擦火法でも同様に施術・受け手体験をされて右手と左手の使い分けから、終える目安としての皮膚状態の変化を自分の手で覚える事ができました。風邪の治療に使われることが多い擦火法は、体験すると身体がホカホカ温かくなり、風邪治療時に体験されると後に汗が大量に出て解熱ししんどさが抜ける瞬間はとても気持ちが良いものです。
午後
午後は「アンケート結果よりリクエストの多かった実技~後半~」として、
④陽経腹診
⑤臨床的自然体での取穴
⑥整復法
⑦小里方式
⑧自己治療のポイントおよび実習
⑨小児鍼
まずは、陽経腹診をみてゆきました。普段の例会から腹診をしていますが、改めて陽経腹診を見直すという時間はあまりなかったので、この機に復習するだけでなく新たに見逃しがちであった点に気づくことができたりと明日からの臨床室での課題ができたり学び深い時間となりました。

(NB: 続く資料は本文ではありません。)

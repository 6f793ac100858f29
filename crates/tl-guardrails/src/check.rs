//! The guardrail check capability

use crate::context::GuardrailContext;

/// Outcome of a single check's evaluation
#[derive(Debug, Clone, PartialEq, Eq)]
pub struct CheckVerdict {
    pub passed: bool,
    /// User-facing rejection reason; present only when blocked
    pub message: Option<String>,
}

impl CheckVerdict {
    /// The check found nothing objectionable
    pub fn pass() -> Self {
        Self {
            passed: true,
            message: None,
        }
    }

    /// The check positively matched a policy violation
    pub fn block(message: impl Into<String>) -> Self {
        Self {
            passed: false,
            message: Some(message.into()),
        }
    }
}

/// One pluggable unit of content policy.
///
/// Implementations must be stateless across requests: `evaluate` is called
/// concurrently by many in-flight requests against a shared instance.
/// Returning an error never blocks the request — the registry treats it as
/// that check failing open.
pub trait GuardrailCheck: Send + Sync {
    /// Stable name for logging
    fn name(&self) -> &str;

    /// Decide pass/fail for one request context
    fn evaluate(&self, context: &GuardrailContext) -> anyhow::Result<CheckVerdict>;
}
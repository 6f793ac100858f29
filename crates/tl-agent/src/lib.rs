//! The banking agent and its tool layer
//!
//! A scripted (non-LLM) assistant that simulates bill payments and
//! transfers against mock state. It sits downstream of the guardrail
//! gateway and is only reachable after a "pass" decision; the gateway never
//! depends on anything in here beyond the channel-handler contract.

pub mod agent;
pub mod service;
pub mod tools;
pub mod vision;

pub use agent::BankingAgent;
pub use service::TransferService;
pub use tools::SharedBankingState;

六腑の基本としての見方から手法の充実度(不足)を知る術など腹から得られる情報の多さに学ぶ都度驚きを感じます。
整復法では今回、「骨盤」と「足関節」の整復を学ぶ事ができました。ここでは「骨盤」の歪みをみる方法は実に簡便で明日からの臨床室で早速使えるものを見せていただきました。ただのズレか、ねじれも加わっての歪みか上部でのズレか下部でのズレか等こまかな指導を受ける事ができ、「足関節」も同様座学だけではわからないことが実技を通して頂く事で更なる詳細の理解へと繋がりました。
小里方式では午後一番に学んだ陽経腹診もしっかりと活用してモデル患者の証決定へ導く事ができました。時間のある限り一つの症例を深く掘り下げて学ぶ班や一人でも多くと時間一杯まで症例を見てゆく班様々でしたが、ベテランの先生がそれぞれのベッドを回って一例だけ証を判断される時には、臨床家の先生ならではのスピードを目の前にし圧巻でした。
自己治療のポイントおよび実習では、片手しか使えないためちょっとした工夫が必要で、上肢への施術など自分では行いにくい部分に対してどのような対処をされているのか押手はいかにするのかツボに鍼をもってゆくコツ等も含め学ぶ事ができました。自己治療により自らの身体に教えて貰うことはたくさんあり、「病気」を知る事で患者さんの気持ちを理解できるということでもあるのでそのような時はチャンスと思いコツをつかんで技術向上に繋げていきたいと感じました。
最後に小児鍼では、実際に体験していただきながら最近多い皮膚疾患であるアトピー性皮膚炎など興味深い小児鍼の臨床話を含め全体の概要説明を受けてゆきました。
この日はなんと、メインイベントに一日控えてもらっていたスペシャルゲストモデル5歳・3歳・1歳の美男美女に登場していただきました!皆、年齢・体格・性別・性格の全く異なるモデルさんの身体をお借りし小児鍼をさせて頂くことで治療面だけでなく子どもさんと向き合うということの意味を改めて感じ取る機会となりました。
彦根では約8年ぶりの積雪量で足場が悪く新年会が無くなるなど残念なこともありましたが、足場の悪さもなんのその、学ぶ意欲たっぷりに皆さん積極的に参加されてそれぞれに大きなお土産を見つけて吸収して帰られました。
参加者の方の感想として、座学を通し頭で理解したつもりでも実際に実技を通して感じる感覚の相違は実際に体験しないとわからないもので、今回強く感じた点であったと話してくださいました。自ら起こしたアクションがあってこそ出会う発見が、技術がそこにあります。これからも周囲の先生方に刺激を頂きつつ課題をつくったり乗越えたりと切磋琢磨して学び続けていきたいです。